Reclamações contra bancos começam 2010 com queda de 6,55%, aponta BC

SÃO PAULO - O número de queixas contra os bancos começou o ano em queda. De acordo com dados do ranking de instituições mais reclamadas, divulgado pelo Banco Central nesta quinta-feira (18), as reclamações registraram queda de 6,55%. Operações não reconhecidas e débitos não autorizados aparecem entre as principais queixas dos correntistas.

Considerando as sete instituições financeiras com mais de um milhão de clientes, o total de reclamações atingiu 371 casos em janeiro, contra 397 um mês antes.

Frente ao mesmo mês de 2009 houve queda de 79%, já que naquele mês o total de reclamações somou 1.773. 

HSBC lidera

No primeiro mês do ano, a liderança do ranking ficou com o HSBC, cujo índice de reclamações foi de 0,40 a cada 100 mil pessoas. Na sequência vieram Bradesco, Itaú, Banco do Brasil e Caixa Econômica Federal.

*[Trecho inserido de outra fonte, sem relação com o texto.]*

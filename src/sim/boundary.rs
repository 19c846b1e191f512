//! Viewport boundary policies
//!
//! Evaluated after motion, once per active entity. Four policies cover the
//! source games: toroidal wrap (ship, rocks, lasers), clamp into a lane
//! (heli, UFO), elastic bounce (UFO rock), and recycle-with-respawn
//! (pipes, trees). Comparisons are strict so an entity sitting exactly on
//! an edge is still in play.

use glam::Vec2;
use rand::Rng;
use rand_pcg::Pcg32;
use serde::{Deserialize, Serialize};

use super::pool::FixedPool;
use super::state::{Entity, Extent};

/// Playfield dimensions. The origin is the top-left corner; y grows down.
#[derive(Debug, Clone, Copy, PartialEq, Serialize, Deserialize)]
pub struct Viewport {
    pub w: f32,
    pub h: f32,
}

impl Viewport {
    pub fn new(w: f32, h: f32) -> Self {
        Self { w, h }
    }

    pub fn center(&self) -> Vec2 {
        Vec2::new(self.w / 2.0, self.h / 2.0)
    }
}

/// Which edge counts as "gone" for a recycling pool
#[derive(Debug, Clone, Copy, PartialEq, Eq, Serialize, Deserialize)]
pub enum Edge {
    Left,
    Right,
    Top,
    Bottom,
}

/// How a recycled slot re-enters play
#[derive(Debug, Clone, PartialEq, Serialize, Deserialize)]
pub enum RespawnRule {
    /// Fresh randomized placement, size and velocity (rocks, trees, coins).
    /// All ranges are inclusive.
    Scatter {
        x: (f32, f32),
        y: (f32, f32),
        radius: (f32, f32),
        speed_x: (f32, f32),
        speed_y: (f32, f32),
    },
    /// Reposition just past the furthest sibling so spacing stays even
    /// (flappy pipes): new x = max(active sibling x) + spacing.
    TrailingGap {
        spacing: f32,
        width: f32,
        y: (f32, f32),
        gap: (f32, f32),
    },
}

/// Per-pool edge behavior
#[derive(Debug, Clone, PartialEq, Serialize, Deserialize)]
pub enum BoundaryPolicy {
    /// Toroidal space: crossing one edge teleports to the opposite edge
    Wrap,
    /// Constrain position into a sub-rect
    Clamp { min: Vec2, max: Vec2 },
    /// Pin to the crossed edge and invert that velocity component
    Bounce,
    /// Once fully past `exit`, respawn via `rule`
    Recycle { exit: Edge, rule: RespawnRule },
}

/// Wrap/clamp/bounce for a single point body (also used for the player).
/// `Recycle` is a no-op here; it only makes sense pool-wide.
pub fn apply_to_point(policy: &BoundaryPolicy, pos: &mut Vec2, vel: &mut Vec2, vp: Viewport) {
    match policy {
        BoundaryPolicy::Wrap => {
            if pos.x < 0.0 {
                pos.x = vp.w;
            } else if pos.x > vp.w {
                pos.x = 0.0;
            }
            if pos.y < 0.0 {
                pos.y = vp.h;
            } else if pos.y > vp.h {
                pos.y = 0.0;
            }
        }
        BoundaryPolicy::Clamp { min, max } => {
            *pos = pos.clamp(*min, *max);
        }
        BoundaryPolicy::Bounce => {
            if pos.x < 0.0 {
                pos.x = 0.0;
                vel.x = -vel.x;
            } else if pos.x > vp.w {
                pos.x = vp.w;
                vel.x = -vel.x;
            }
            if pos.y < 0.0 {
                pos.y = 0.0;
                vel.y = -vel.y;
            } else if pos.y > vp.h {
                pos.y = vp.h;
                vel.y = -vel.y;
            }
        }
        BoundaryPolicy::Recycle { .. } => {}
    }
}

/// Apply a pool's boundary policy to every active entity.
pub fn apply_to_pool(
    slots: &mut FixedPool<Entity>,
    policy: &BoundaryPolicy,
    vp: Viewport,
    rng: &mut Pcg32,
) {
    match policy {
        BoundaryPolicy::Recycle { exit, rule } => {
            for idx in 0..slots.capacity() {
                let gone = slots
                    .get(idx)
                    .map(|e| fully_past(e, *exit, vp))
                    .unwrap_or(false);
                if gone {
                    respawn(slots, idx, rule, rng);
                }
            }
        }
        _ => {
            for (_, e) in slots.iter_active_mut() {
                apply_to_point(policy, &mut e.pos, &mut e.vel, vp);
            }
        }
    }
}

/// Respawn the entity in slot `idx` according to `rule`. Also called by the
/// collision resolver when a chipped target drops below its minimum size.
pub fn respawn(slots: &mut FixedPool<Entity>, idx: usize, rule: &RespawnRule, rng: &mut Pcg32) {
    match rule {
        RespawnRule::Scatter {
            x,
            y,
            radius,
            speed_x,
            speed_y,
        } => {
            if let Some(e) = slots.get_mut(idx) {
                e.pos = Vec2::new(rng.random_range(x.0..=x.1), rng.random_range(y.0..=y.1));
                e.extent = Extent::Circle {
                    radius: rng.random_range(radius.0..=radius.1),
                };
                e.vel = Vec2::new(
                    rng.random_range(speed_x.0..=speed_x.1),
                    rng.random_range(speed_y.0..=speed_y.1),
                );
                e.ttl = 0;
                e.scored = false;
            }
        }
        RespawnRule::TrailingGap {
            spacing,
            width,
            y,
            gap,
        } => {
            // The recycling entity is far negative by now, so including it in
            // the max is harmless -- same as the source's rightmost-pipe scan.
            let max_x = slots
                .iter_active()
                .map(|(_, e)| e.pos.x)
                .fold(f32::NEG_INFINITY, f32::max);
            if let Some(e) = slots.get_mut(idx) {
                let base = if max_x.is_finite() { max_x } else { 0.0 };
                e.pos = Vec2::new(base + spacing, rng.random_range(y.0..=y.1));
                e.extent = Extent::Gate {
                    width: *width,
                    gap: rng.random_range(gap.0..=gap.1),
                };
                e.ttl = 0;
                e.scored = false;
            }
        }
    }
}

/// True once no part of the entity remains on-screen past `edge`.
fn fully_past(e: &Entity, edge: Edge, vp: Viewport) -> bool {
    let (reach_x, reach_y) = match e.extent {
        Extent::Circle { radius } => (radius, radius),
        Extent::Rect { half } => (half.x, half.y),
        // A gate's position is its left edge: its horizontal span is
        // [pos.x, pos.x + width]. It covers the full viewport height, so it
        // never exits vertically.
        Extent::Gate { width, .. } => {
            return match edge {
                Edge::Left => e.pos.x + width < 0.0,
                Edge::Right => e.pos.x > vp.w,
                Edge::Top | Edge::Bottom => false,
            };
        }
    };
    match edge {
        Edge::Left => e.pos.x + reach_x < 0.0,
        Edge::Right => e.pos.x - reach_x > vp.w,
        Edge::Top => e.pos.y + reach_y < 0.0,
        Edge::Bottom => e.pos.y - reach_y > vp.h,
    }
}

#[cfg(test)]
mod tests {
    use super::*;
    use rand::SeedableRng;

    fn vp() -> Viewport {
        Viewport::new(800.0, 600.0)
    }

    fn circle_at(x: f32, y: f32, radius: f32) -> Entity {
        Entity {
            pos: Vec2::new(x, y),
            vel: Vec2::new(-5.0, 0.0),
            extent: Extent::Circle { radius },
            ttl: 0,
            scored: false,
        }
    }

    fn gate_at(x: f32) -> Entity {
        Entity {
            pos: Vec2::new(x, 300.0),
            vel: Vec2::new(-5.0, 0.0),
            extent: Extent::Gate {
                width: 100.0,
                gap: 300.0,
            },
            ttl: 0,
            scored: true,
        }
    }

    #[test]
    fn test_wrap_is_exact() {
        let mut pos = Vec2::new(-0.1, 300.0);
        let mut vel = Vec2::new(-2.0, 0.0);
        apply_to_point(&BoundaryPolicy::Wrap, &mut pos, &mut vel, vp());
        // Trailing edge crossed -> exactly the leading edge, no overshoot.
        assert_eq!(pos.x, 800.0);
        assert_eq!(pos.y, 300.0);
        assert_eq!(vel, Vec2::new(-2.0, 0.0));

        let mut pos = Vec2::new(400.0, 600.3);
        let mut vel = Vec2::ZERO;
        apply_to_point(&BoundaryPolicy::Wrap, &mut pos, &mut vel, vp());
        assert_eq!(pos.y, 0.0);
    }

    #[test]
    fn test_wrap_leaves_on_screen_positions_alone() {
        let mut pos = Vec2::new(0.0, 600.0); // exactly on the edges
        let mut vel = Vec2::ZERO;
        apply_to_point(&BoundaryPolicy::Wrap, &mut pos, &mut vel, vp());
        assert_eq!(pos, Vec2::new(0.0, 600.0));
    }

    #[test]
    fn test_bounce_pins_and_inverts() {
        let mut pos = Vec2::new(805.0, -3.0);
        let mut vel = Vec2::new(4.0, -2.0);
        apply_to_point(&BoundaryPolicy::Bounce, &mut pos, &mut vel, vp());
        assert_eq!(pos, Vec2::new(800.0, 0.0));
        assert_eq!(vel, Vec2::new(-4.0, 2.0));
    }

    #[test]
    fn test_clamp_constrains_into_lane() {
        let policy = BoundaryPolicy::Clamp {
            min: Vec2::new(0.0, 50.0),
            max: Vec2::new(800.0, 500.0),
        };
        let mut pos = Vec2::new(400.0, 700.0);
        let mut vel = Vec2::new(0.0, 9.0);
        apply_to_point(&policy, &mut pos, &mut vel, vp());
        assert_eq!(pos, Vec2::new(400.0, 500.0));
        // Velocity survives; next flap still has to fight it.
        assert_eq!(vel.y, 9.0);
    }

    #[test]
    fn test_trailing_gap_respawn_spacing_is_exact() {
        // Scenario: siblings at 100/250/400, spacing 450, one gate fully
        // past the left edge -> respawns at 400 + 450 = 850.
        let mut rng = Pcg32::seed_from_u64(1);
        let mut slots = FixedPool::new(4, |_| Entity::parked()).unwrap();
        for x in [100.0, 250.0, 400.0, -100.5] {
            slots.allocate(gate_at(x)).unwrap();
        }
        let policy = BoundaryPolicy::Recycle {
            exit: Edge::Left,
            rule: RespawnRule::TrailingGap {
                spacing: 450.0,
                width: 100.0,
                y: (200.0, 400.0),
                gap: (250.0, 400.0),
            },
        };
        apply_to_pool(&mut slots, &policy, vp(), &mut rng);

        let e = slots.get(3).unwrap();
        assert_eq!(e.pos.x, 850.0);
        assert!(!e.scored, "respawn must clear the scored flag");
        // The on-screen siblings did not move.
        assert_eq!(slots.get(0).unwrap().pos.x, 100.0);
    }

    #[test]
    fn test_gate_at_exactly_minus_width_is_not_recycled() {
        let mut rng = Pcg32::seed_from_u64(1);
        let mut slots = FixedPool::new(1, |_| Entity::parked()).unwrap();
        slots.allocate(gate_at(-100.0)).unwrap();
        let policy = BoundaryPolicy::Recycle {
            exit: Edge::Left,
            rule: RespawnRule::TrailingGap {
                spacing: 450.0,
                width: 100.0,
                y: (200.0, 400.0),
                gap: (250.0, 400.0),
            },
        };
        apply_to_pool(&mut slots, &policy, vp(), &mut rng);
        // Strict comparison: x + width == 0 is still in play.
        assert_eq!(slots.get(0).unwrap().pos.x, -100.0);
    }

    #[test]
    fn test_gate_past_the_right_edge_is_recycled() {
        // The gate's pos is its left edge, so pos.x just past the viewport
        // width means the whole gate is off-screen to the right.
        let mut rng = Pcg32::seed_from_u64(1);
        let mut slots = FixedPool::new(2, |_| Entity::parked()).unwrap();
        slots.allocate(gate_at(700.0)).unwrap();
        slots.allocate(gate_at(800.5)).unwrap();
        let policy = BoundaryPolicy::Recycle {
            exit: Edge::Right,
            rule: RespawnRule::TrailingGap {
                spacing: 450.0,
                width: 100.0,
                y: (200.0, 400.0),
                gap: (250.0, 400.0),
            },
        };
        apply_to_pool(&mut slots, &policy, vp(), &mut rng);

        // Still partly on-screen at 700..800: stays put.
        assert_eq!(slots.get(0).unwrap().pos.x, 700.0);
        // Fully past: respawned one spacing behind the furthest gate
        // (itself, at 800.5, being the furthest here).
        assert_eq!(slots.get(1).unwrap().pos.x, 800.5 + 450.0);
    }

    #[test]
    fn test_scatter_respawn_lands_in_ranges() {
        let mut rng = Pcg32::seed_from_u64(42);
        let mut slots = FixedPool::new(1, |_| Entity::parked()).unwrap();
        let mut e = circle_at(400.0, -30.0, 20.0);
        e.scored = true;
        slots.allocate(e).unwrap();

        let rule = RespawnRule::Scatter {
            x: (0.0, 800.0),
            y: (600.0, 800.0),
            radius: (15.0, 50.0),
            speed_x: (-5.0, 5.0),
            speed_y: (-6.0, -6.0),
        };
        let policy = BoundaryPolicy::Recycle {
            exit: Edge::Top,
            rule: rule.clone(),
        };
        apply_to_pool(&mut slots, &policy, vp(), &mut rng);

        let e = slots.get(0).unwrap();
        assert!((0.0..=800.0).contains(&e.pos.x));
        assert!((600.0..=800.0).contains(&e.pos.y));
        assert!(e.radius() >= 15.0 && e.radius() <= 50.0);
        assert_eq!(e.vel.y, -6.0);
        assert!(!e.scored);
    }

    mod props {
        use super::*;
        use proptest::prelude::*;

        proptest! {
            #[test]
            fn wrap_always_lands_inside(x in -1000.0f32..2000.0, y in -1000.0f32..2000.0) {
                let mut pos = Vec2::new(x, y);
                let mut vel = Vec2::ZERO;
                apply_to_point(&BoundaryPolicy::Wrap, &mut pos, &mut vel, Viewport::new(800.0, 600.0));
                prop_assert!((0.0..=800.0).contains(&pos.x));
                prop_assert!((0.0..=600.0).contains(&pos.y));
            }

            #[test]
            fn trailing_gap_equals_max_plus_spacing(
                xs in proptest::collection::vec(0.0f32..2000.0, 1..6),
                spacing in 1.0f32..1000.0,
            ) {
                let mut rng = Pcg32::seed_from_u64(9);
                let mut slots = FixedPool::new(xs.len() + 1, |_| Entity::parked()).unwrap();
                for &x in &xs {
                    slots.allocate(gate_at(x)).unwrap();
                }
                slots.allocate(gate_at(-200.0)).unwrap();
                let rule = RespawnRule::TrailingGap {
                    spacing,
                    width: 100.0,
                    y: (200.0, 400.0),
                    gap: (250.0, 400.0),
                };
                respawn(&mut slots, xs.len(), &rule, &mut rng);
                let max = xs.iter().cloned().fold(f32::NEG_INFINITY, f32::max);
                prop_assert_eq!(slots.get(xs.len()).unwrap().pos.x, max + spacing);
            }
        }
    }
}
//! Per-tick session update
//!
//! One call to [`tick`] advances the session by exactly one simulation tick.
//! The update order inside a running tick is fixed; collision runs on
//! post-move positions, so a hit and the move that caused it land on the
//! same tick.

use glam::Vec2;
use rand::Rng;
use rand_pcg::Pcg32;
use serde::{Deserialize, Serialize};

use super::boundary::{self, BoundaryPolicy, RespawnRule, Viewport, respawn};
use super::collision;
use super::motion;
use super::state::{Beam, Entity, EntityPool, Extent, Phase, Session, SimEvent};
use crate::heading_vector;
use crate::tuning::{FireMode, PoolRole, PoolSpec, SeedRule};

/// Edge-triggered and held input for one tick. The host owns key repeat and
/// edge detection; the sim just reads flags.
#[derive(Debug, Clone, Copy, Default, PartialEq, Serialize, Deserialize)]
pub struct TickInput {
    pub move_left: bool,
    pub move_right: bool,
    pub move_up: bool,
    pub move_down: bool,
    /// Thrust (rotational) or flap (lift); ignored by the other schemes
    pub thrust: bool,
    pub fire: bool,
    /// Pointer position for aimed (beam) fire; `None` leaves the trigger
    /// dead in beam variants
    pub aim: Option<Vec2>,
    /// Start a run from Idle, or restart after the grace period in Ended
    pub start_or_restart: bool,
    pub debug_toggle: bool,
}

/// Advance the session by one tick.
pub fn tick(s: &mut Session, input: &TickInput) {
    s.events.clear();
    if input.debug_toggle {
        s.debug = !s.debug;
    }
    s.time_ticks += 1;

    match s.phase {
        Phase::Idle => {
            s.ticks_in_phase += 1;
            if input.start_or_restart {
                start_run(s);
            }
        }
        Phase::Running => {
            s.ticks_in_phase += 1;
            run_tick(s, input);
        }
        Phase::Ended => {
            // Gate on the tick count from before this tick: with a grace of
            // N, the first tick that can restart is the one after N idle
            // Ended ticks.
            let grace_over = s.ticks_in_phase >= s.config.restart_grace_ticks;
            let auto = s
                .config
                .auto_restart_ticks
                .is_some_and(|t| s.ticks_in_phase >= t);
            if (grace_over && input.start_or_restart) || auto {
                s.set_phase(Phase::Idle);
            } else {
                s.ticks_in_phase += 1;
            }
        }
    }
}

/// Reset the player, roll the initial entity layout and enter Running.
fn start_run(s: &mut Session) {
    s.player.pos = s.config.player_start;
    s.player.vel = Vec2::ZERO;
    s.player.heading = 0.0;
    s.player.lives = s.config.starting_lives;
    s.player.money = 0;
    s.player.score = 0;
    s.player.i_frames = s.config.spawn_i_frames;
    s.fire_cooldown = 0;
    s.beam = None;
    s.final_score = 0;

    let vp = s.config.viewport;
    for (spec, pool) in s.config.pools.iter().zip(s.pools.iter_mut()) {
        seed_pool(spec, pool, vp, &mut s.rng);
    }
    s.set_phase(Phase::Running);
}

fn seed_pool(spec: &PoolSpec, pool: &mut EntityPool, vp: Viewport, rng: &mut Pcg32) {
    match &spec.seed {
        SeedRule::Parked => {
            for idx in 0..pool.slots.capacity() {
                pool.slots.deactivate(idx);
            }
        }
        SeedRule::Scatter(rule) => {
            for idx in 0..pool.slots.capacity() {
                pool.slots.activate(idx, Entity::parked());
                respawn(&mut pool.slots, idx, rule, rng);
            }
        }
        SeedRule::Staggered { lead_in, vel } => {
            let BoundaryPolicy::Recycle {
                rule:
                    RespawnRule::TrailingGap {
                        spacing,
                        width,
                        y,
                        gap,
                    },
                ..
            } = &spec.boundary
            else {
                log::warn!(
                    "{:?} pool: staggered seeding without a trailing-gap recycle",
                    pool.kind
                );
                for idx in 0..pool.slots.capacity() {
                    pool.slots.deactivate(idx);
                }
                return;
            };
            for idx in 0..pool.slots.capacity() {
                let e = Entity {
                    pos: Vec2::new(
                        vp.w + lead_in + idx as f32 * spacing,
                        rng.random_range(y.0..=y.1),
                    ),
                    vel: *vel,
                    extent: Extent::Gate {
                        width: *width,
                        gap: rng.random_range(gap.0..=gap.1),
                    },
                    ttl: 0,
                    scored: false,
                };
                pool.slots.activate(idx, e);
            }
        }
    }
}

fn run_tick(s: &mut Session, input: &TickInput) {
    s.fire_cooldown = s.fire_cooldown.saturating_sub(1);
    s.player.i_frames = s.player.i_frames.saturating_sub(1);
    if let Some(b) = &mut s.beam {
        b.ticks_left -= 1;
    }
    if s.beam.is_some_and(|b| b.ticks_left == 0) {
        s.beam = None;
    }

    // Survival pay: a point every interval spent in Running.
    if let Some(interval) = s.config.score_interval_ticks {
        if s.ticks_in_phase % interval == 0 {
            s.player.score += 1;
        }
    }

    // Player moves first, pools after; both settle against their
    // boundaries before collision looks at anything.
    motion::steer_player(&mut s.player, &s.config.control, input);
    boundary::apply_to_point(
        &s.config.player_boundary,
        &mut s.player.pos,
        &mut s.player.vel,
        s.config.viewport,
    );

    let vp = s.config.viewport;
    for (spec, pool) in s.config.pools.iter().zip(s.pools.iter_mut()) {
        for (_, e) in pool.slots.iter_active_mut() {
            motion::integrate(e, &spec.motion);
        }
        if matches!(spec.role, PoolRole::Projectile) {
            for idx in 0..pool.slots.capacity() {
                // ttl 0 means no lifetime; only a timer that was running
                // can expire.
                let expired = pool
                    .slots
                    .get_mut(idx)
                    .map(|e| {
                        if e.ttl == 0 {
                            return false;
                        }
                        e.ttl -= 1;
                        e.ttl == 0
                    })
                    .unwrap_or(false);
                if expired {
                    pool.slots.deactivate(idx);
                }
            }
        }
        boundary::apply_to_pool(&mut pool.slots, &spec.boundary, vp, &mut s.rng);
    }

    handle_fire(s, input);
    score_passes(s);

    collision::resolve_player_obstacles(
        &mut s.player,
        &mut s.pools,
        &s.config,
        &mut s.rng,
        &mut s.events,
    );
    collision::resolve_projectiles(
        &mut s.pools,
        &mut s.player,
        &s.config,
        &mut s.rng,
        &mut s.events,
    );
    if let Some(beam) = s.beam {
        collision::resolve_beam(
            &mut s.player,
            beam.end,
            &mut s.pools,
            &s.config,
            &mut s.rng,
            &mut s.events,
        );
    }

    let out_of_lives = s.config.lives_floor.is_some_and(|f| s.player.lives <= f);
    let bankrupt = s.config.bankruptcy_floor.is_some_and(|f| s.player.money < f);
    if out_of_lives || bankrupt {
        s.final_score = s.player.score;
        log::info!(
            "run over at tick {}: score {}, money {}",
            s.time_ticks,
            s.final_score,
            s.player.money
        );
        s.set_phase(Phase::Ended);
    }
}

/// Resolve a fire request into a pooled projectile or a lit beam,
/// depending on the variant's fire mode. A full projectile pool drops the
/// shot; a beam without money (or without an aim point) stays dark.
fn handle_fire(s: &mut Session, input: &TickInput) {
    let Some(mode) = s.config.fire else { return };
    if !input.fire || s.fire_cooldown > 0 {
        return;
    }
    match mode {
        FireMode::Projectile(fire) => {
            let Some(pi) = s
                .config
                .pools
                .iter()
                .position(|spec| matches!(spec.role, PoolRole::Projectile))
            else {
                return;
            };
            let shot = Entity {
                pos: s.player.pos,
                vel: heading_vector(s.player.heading) * fire.speed,
                extent: Extent::Circle {
                    radius: fire.radius,
                },
                ttl: fire.ttl_ticks,
                scored: false,
            };
            match s.pools[pi].slots.allocate(shot) {
                Ok(slot) => {
                    s.fire_cooldown = fire.cooldown_ticks;
                    s.events.push(SimEvent::Fired { slot });
                }
                Err(e) => log::debug!("shot dropped: {e}"),
            }
        }
        FireMode::Beam(beam) => {
            let Some(aim) = input.aim else { return };
            if s.player.money < beam.cost {
                return;
            }
            s.player.money -= beam.cost;
            s.beam = Some(Beam {
                end: aim,
                ticks_left: beam.duration_ticks,
            });
            s.fire_cooldown = beam.duration_ticks;
            s.events.push(SimEvent::BeamFired);
        }
    }
}

/// Award a point the first time the player clears a scoring gate.
fn score_passes(s: &mut Session) {
    for (spec, pool) in s.config.pools.iter().zip(s.pools.iter_mut()) {
        if !matches!(
            spec.role,
            PoolRole::Obstacle {
                score_on_pass: true,
                ..
            }
        ) {
            continue;
        }
        for (idx, e) in pool.slots.iter_active_mut() {
            let Extent::Gate { width, .. } = e.extent else {
                continue;
            };
            if !e.scored && s.player.pos.x > e.pos.x + width {
                e.scored = true;
                s.player.score += 1;
                s.events.push(SimEvent::PassScored { slot: idx });
            }
        }
    }
}
#[cfg(test)]
mod tests {
    use super::*;

    #[test]
    fn test_all_variants_validate() {
        let vp = Viewport::new(1280.0, 720.0);
        for variant in [
            Variant::HeliFlappy,
            Variant::DebtCollector,
            Variant::UfoSurvival,
            Variant::SkiSlalom,
        ] {
            variant.config(vp).validate().unwrap_or_else(|e| {
                panic!("{} failed validation: {e}", variant.as_str());
            });
        }
    }

    #[test]
    fn test_ufo_beam_targets_the_rock() {
        let cfg = Variant::UfoSurvival.config(Viewport::new(800.0, 600.0));
        assert!(matches!(cfg.fire, Some(FireMode::Beam(_))));
        assert!(matches!(
            cfg.pools[0].role,
            PoolRole::Obstacle { chip: Some(_), .. }
        ));
    }

    #[test]
    fn test_ski_scores_passively_and_on_coins() {
        let cfg = Variant::SkiSlalom.config(Viewport::new(800.0, 600.0));
        assert_eq!(cfg.score_interval_ticks, Some(300));
        let coins = cfg
            .pools
            .iter()
            .find(|p| p.kind == EntityKind::Coin)
            .unwrap();
        assert!(matches!(
            coins.role,
            PoolRole::Obstacle {
                impact: PlayerImpact::Collect { score: 1, .. },
                ..
            }
        ));
    }

    #[test]
    fn test_zero_capacity_fails_validation() {
        let mut cfg = Variant::DebtCollector.config(Viewport::new(800.0, 600.0));
        cfg.pools[0].capacity = 0;
        assert_eq!(cfg.validate(), Err(ConfigError::ZeroCapacity));
    }

    #[test]
    fn test_non_positive_spacing_fails_validation() {
        let mut cfg = Variant::HeliFlappy.config(Viewport::new(800.0, 600.0));
        if let BoundaryPolicy::Recycle { rule, .. } = &mut cfg.pools[0].boundary {
            if let RespawnRule::TrailingGap { spacing, .. } = rule {
                *spacing = 0.0;
            }
        }
        assert_eq!(cfg.validate(), Err(ConfigError::InvalidSpacing(0.0)));
    }

    #[test]
    fn test_zero_score_interval_fails_validation() {
        let mut cfg = Variant::SkiSlalom.config(Viewport::new(800.0, 600.0));
        cfg.score_interval_ticks = Some(0);
        assert_eq!(cfg.validate(), Err(ConfigError::ZeroScoreInterval));
    }

    #[test]
    fn test_bad_viewport_fails_validation() {
        let cfg = Variant::UfoSurvival.config(Viewport::new(800.0, 0.0));
        assert!(matches!(
            cfg.validate(),
            Err(ConfigError::InvalidViewport(_, _))
        ));
    }
}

Na tabela abaixo, é possível verificar o índice de reclamações de janeiro deste ano e dezembro de 2009 e o mesmo mês de 2008, para os cinco primeiros colocados, além da principal reclamação:

Instituição Índice

Janeiro de 2009
Índice

Dezembro de 2009
Índice

Janeiro de   2010
Principal reclamação em janeiro/2010
HSBC 2,13 0,40 0,40

Tarifas - Outros  (17,65%)
Bradesco 2,32 0,29 0,39 Segurança dos Meios Alternativos - Operações não reconhecidas (20%)
Itaú 2,01 0,45 0,36 Conta - Débitos não autorizados  (20%)
Banco do Brasil 0,69 0,25 0,21 Conta - Débitos não autorizados  (22,73%)
Caixa Econômica  1,68 0,28 0,18 Segurança dos meios alternativos - Operações não reconhecidas (31,50%)
(*) Calculado como sendo o número de reclamações válidas dividido pelo número de clientes e multiplicado por 100.000

Fonte: Banco Central
 

BC tem autoridade para punir

O Banco Central do Brasil tem autoridade para punir as instituições financeiras por qualquer descumprimento de normas emanadas da autoridade monetária, inclusive as que dizem respeito ao atendimento ao cliente bancário.


As punições previstas em lei não se limitam à abertura de Processo Administrativo, passando pela advertência e multa, podendo chegar, inclusive, à penalidade máxima de inabilitação para trabalhar no mercado financeiro.